» Data provided:
————
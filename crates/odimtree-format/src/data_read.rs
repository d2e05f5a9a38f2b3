//! Raw dataset bytes from any supported storage layout.

use crate::btree::collect_chunks;
use crate::codec::{ensure_len, Sizes};
use crate::data_layout::DataLayout;
use crate::error::FormatError;
use crate::filter_pipeline::FilterPipeline;
use crate::filters::decompress_chunk;

/// Read the full raw contents of a dataset in file byte order.
///
/// Unallocated storage reads as zeros, as does any chunk never written.
pub fn read_raw_data(
    data: &[u8],
    layout: &DataLayout,
    dims: &[u64],
    element_size: usize,
    pipeline: Option<&FilterPipeline>,
    sizes: Sizes,
) -> Result<Vec<u8>, FormatError> {
    let total = dims.iter().product::<u64>() as usize * element_size;
    match layout {
        DataLayout::Compact { data: inline } => {
            let mut out = inline.clone();
            out.resize(total, 0);
            Ok(out)
        }
        DataLayout::Contiguous { address: None, .. } => Ok(vec![0; total]),
        DataLayout::Contiguous {
            address: Some(addr), ..
        } => {
            let start = *addr as usize;
            ensure_len(data, start, total)?;
            Ok(data[start..start + total].to_vec())
        }
        DataLayout::Chunked {
            btree_address,
            dimensions,
        } => {
            let mut out = vec![0u8; total];
            let Some(root) = btree_address else {
                return Ok(out);
            };
            if dimensions.len() != dims.len() + 1 {
                return Err(FormatError::Unsupported(format!(
                    "chunk rank {} for dataspace rank {}",
                    dimensions.len().saturating_sub(1),
                    dims.len()
                )));
            }
            let chunk_dims: Vec<u64> = dimensions[..dims.len()].iter().map(|&d| d as u64).collect();
            let chunk_bytes = chunk_dims.iter().product::<u64>() as usize * element_size;
            for chunk in collect_chunks(data, *root, sizes, dimensions.len())? {
                let start = chunk.address as usize;
                ensure_len(data, start, chunk.size as usize)?;
                let stored = &data[start..start + chunk.size as usize];
                let plain = match pipeline {
                    Some(p) if !p.is_empty() => {
                        decompress_chunk(stored, p, chunk.filter_mask, element_size)?
                    }
                    _ => stored.to_vec(),
                };
                if plain.len() < chunk_bytes {
                    return Err(FormatError::DecompressionError(format!(
                        "chunk at {:#x} holds {} bytes, expected {chunk_bytes}",
                        chunk.address,
                        plain.len()
                    )));
                }
                place_chunk(&mut out, &plain, &chunk.offsets[..dims.len()], &chunk_dims, dims, element_size);
            }
            Ok(out)
        }
    }
}

/// Row-major strides (in elements) of an array of extent `dims`.
pub fn strides(dims: &[u64]) -> Vec<u64> {
    let mut s = vec![1u64; dims.len()];
    for i in (0..dims.len().saturating_sub(1)).rev() {
        s[i] = s[i + 1] * dims[i + 1];
    }
    s
}

/// Visit each innermost row of a chunk that overlaps the dataset, calling
/// `f(chunk_element_index, dataset_element_index, row_len)`.
pub fn for_each_chunk_row(
    offsets: &[u64],
    chunk_dims: &[u64],
    dims: &[u64],
    mut f: impl FnMut(usize, usize, usize),
) {
    let rank = dims.len();
    if rank == 0 {
        f(0, 0, 1);
        return;
    }
    if offsets.iter().zip(dims).any(|(o, d)| o >= d) {
        return;
    }
    let last = rank - 1;
    let row_len = chunk_dims[last].min(dims[last] - offsets[last]) as usize;
    let ds_strides = strides(dims);
    let ch_strides = strides(chunk_dims);
    let extent: Vec<u64> = (0..rank)
        .map(|d| chunk_dims[d].min(dims[d] - offsets[d]))
        .collect();

    // odometer over every dimension except the last
    let mut idx = vec![0u64; last];
    loop {
        let mut src = 0u64;
        let mut dst = offsets[last];
        for d in 0..last {
            src += idx[d] * ch_strides[d];
            dst += (offsets[d] + idx[d]) * ds_strides[d];
        }
        f(src as usize, dst as usize, row_len);

        let mut d = last;
        loop {
            if d == 0 {
                return;
            }
            d -= 1;
            idx[d] += 1;
            if idx[d] < extent[d] {
                break;
            }
            idx[d] = 0;
        }
    }
}

fn place_chunk(
    out: &mut [u8],
    chunk: &[u8],
    offsets: &[u64],
    chunk_dims: &[u64],
    dims: &[u64],
    element_size: usize,
) {
    for_each_chunk_row(offsets, chunk_dims, dims, |src, dst, len| {
        let (s, t, n) = (src * element_size, dst * element_size, len * element_size);
        out[t..t + n].copy_from_slice(&chunk[s..s + n]);
    });
}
————
» What is needed: Search the data and copy each line containing "usize".

» Solution for this exercise:
    element_size: usize,
    let total = dims.iter().product::<u64>() as usize * element_size;
            let start = *addr as usize;
            let chunk_bytes = chunk_dims.iter().product::<u64>() as usize * element_size;
                let start = chunk.address as usize;
                ensure_len(data, start, chunk.size as usize)?;
                let stored = &data[start..start + chunk.size as usize];
    mut f: impl FnMut(usize, usize, usize),
    let row_len = chunk_dims[last].min(dims[last] - offsets[last]) as usize;
        f(src as usize, dst as usize, row_len);
    element_size: usize,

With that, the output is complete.